Last week's market performance was truly a love-hate experience. After three consecutive days of decline, the stock market finally rebounded with increased volume. However, even with this, half of the stocks in the market were still falling — the weekend's cheers were clearly insufficient.
What’s more heartbreaking is that the recent weekly rhythm feels like a pre-programmed sequence: gains on Monday and Friday, declines from Tuesday to Thursday. When you think it’s all over, it suddenly surges again; when you believe it’s stable, it crashes down. Many have been heavily wiped out by these market swings.
**Central Bank Data Released, Liquidity Still Ample**
The latest data from the central bank indeed signals positive signs. The total social financing incremental over the first 11 months reached 33.39 trillion yuan, an increase of 3.99 trillion compared to the same period last year; by the end of November, the broad money supply M2 was 336.99 trillion yuan, up 8% year-on-year; RMB loans increased by 15.36 trillion yuan in the first 11 months.
What does these figures suggest? The 8% M2 growth coupled with a 4.9% M1 growth indicates an expanding divergence, which typically implies that economic recovery momentum remains. More critically, the central bank injected 1.6 trillion yuan in liquidity in December (600 billion yuan via reverse repos on December 15 plus 1 trillion yuan via reverse repos on December 5). Although 1.4 trillion yuan matured in December, net liquidity injection was still 200 billion yuan, indicating that liquidity remains loose.

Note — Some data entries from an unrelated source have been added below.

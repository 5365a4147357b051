use chrono::NaiveDate;
use serde::{Deserialize, Serialize};
use thiserror::Error;

/// Search criteria for a matching run. Immutable once a search starts: the
/// session takes it by value on submit and keeps its own copy.
#[derive(Debug, Clone, PartialEq, Serialize, Deserialize)]
pub struct SearchCriteria {
    pub origin: String,
    pub destination: String,
    pub equipment_type: String,
    /// Minimum acceptable rate for the lane, in whole dollars.
    pub min_rate: Option<u32>,
    pub pickup_date: Option<NaiveDate>,
    pub weight_lbs: Option<u32>,
    pub commodity: Option<String>,
}

#[derive(Debug, Clone, PartialEq, Eq, Error)]
pub enum ValidationError {
    #[error("origin is required")]
    MissingOrigin,
    #[error("destination is required")]
    MissingDestination,
    #[error("equipment type is required")]
    MissingEquipment,
}

impl SearchCriteria {
    pub fn new(origin: &str, destination: &str, equipment_type: &str) -> Self {
        Self {
            origin: origin.to_string(),
            destination: destination.to_string(),
            equipment_type: equipment_type.to_string(),
            min_rate: None,
            pickup_date: None,
            weight_lbs: None,
            commodity: None,
        }
    }

    /// Origin-destination pair in the "origin - destination" display form
    /// used across match rows.
    pub fn lane(&self) -> String {
        format!("{} - {}", self.origin, self.destination)
    }

    /// Fail-fast check run before a search session may start.
    pub fn validate(&self) -> Result<(), ValidationError> {
        if self.origin.trim().is_empty() {
            return Err(ValidationError::MissingOrigin);
        }
        if self.destination.trim().is_empty() {
            return Err(ValidationError::MissingDestination);
        }
        if self.equipment_type.trim().is_empty() {
            return Err(ValidationError::MissingEquipment);
        }
        Ok(())
    }
}
// Shared helpers for integration tests - recording doubles for the host
// callback and capability seams.

use std::sync::{Arc, Mutex};
use std::time::Duration;

use matchflow::{
    ControllerConfig, MatchController, Matchable, MockCarrierSource, Notifier, SearchCriteria,
    SessionHooks,
};

/// Records every host callback so tests can assert on ordering and counts.
#[derive(Default)]
pub struct RecordingHooks {
    pub search_starts: Mutex<Vec<String>>,
    pub completions: Mutex<Vec<usize>>,
    pub saved_calls: Mutex<Vec<(String, String, u64)>>,
    pub contacted: Mutex<Vec<String>>,
    pub saved_toggles: Mutex<Vec<(String, bool)>>,
}

impl RecordingHooks {
    pub fn new() -> Arc<Self> {
        Arc::new(Self::default())
    }

    pub fn completion_count(&self) -> usize {
        self.completions.lock().unwrap().len()
    }
}

impl<E: Matchable> SessionHooks<E> for RecordingHooks {
    fn on_search_start(&self, criteria: &SearchCriteria) {
        self.search_starts.lock().unwrap().push(criteria.lane());
    }

    fn on_search_complete(&self, results: &[E]) {
        self.completions.lock().unwrap().push(results.len());
    }

    fn on_save_call(&self, entity_id: &str, notes: &str, duration_seconds: u64) {
        self.saved_calls.lock().unwrap().push((
            entity_id.to_string(),
            notes.to_string(),
            duration_seconds,
        ));
    }

    fn on_contacted_changed(&self, entity_id: &str) {
        self.contacted.lock().unwrap().push(entity_id.to_string());
    }

    fn on_saved_toggled(&self, entity_id: &str, saved: bool) {
        self.saved_toggles
            .lock()
            .unwrap()
            .push((entity_id.to_string(), saved));
    }
}

/// Records toast messages.
#[derive(Default)]
pub struct RecordingNotifier {
    pub messages: Mutex<Vec<String>>,
}

impl RecordingNotifier {
    pub fn new() -> Arc<Self> {
        Arc::new(Self::default())
    }
}

impl Notifier for RecordingNotifier {
    fn notify(&self, message: &str) {
        self.messages.lock().unwrap().push(message.to_string());
    }
}

/// Short timings so tests tick through whole flows quickly.
pub fn test_config() -> ControllerConfig {
    ControllerConfig {
        search_duration: Duration::from_secs(2),
        settle_delay: Duration::from_millis(500),
        pickup_delay: Duration::from_secs(1),
        min_score: 0,
        max_results: 10,
        ..ControllerConfig::carrier()
    }
}

pub fn carrier_controller(hooks: Arc<RecordingHooks>) -> MatchController<MockCarrierSource> {
    MatchController::new(MockCarrierSource, test_config()).with_hooks(hooks)
}

pub fn chicago_criteria() -> SearchCriteria {
    let mut c = SearchCriteria::new("Chicago, IL", "New York, NY", "Dry Van");
    c.min_rate = Some(2_500);
    c.pickup_date = chrono::NaiveDate::from_ymd_opt(2025, 5, 22);
    c
}

/// Advance the controller in fixed steps until `total` simulated time has
/// passed.
pub fn tick_for<S: matchflow::ResultSource>(
    controller: &mut MatchController<S>,
    total: Duration,
    step: Duration,
) {
    let mut elapsed = Duration::ZERO;
    while elapsed < total {
        controller.tick(step);
        elapsed += step;
    }
}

**Signals from the National Financial Work Conference**
Last week, the National Financial Work Conference was held, emphasizing the continuation of moderately loose monetary policy, while also strengthening the orderly prevention and resolution of risks. Every time the central bank injects liquidity, the market usually reacts — the logic is simple: more money needs a place to go, and funds will naturally seek yield opportunities.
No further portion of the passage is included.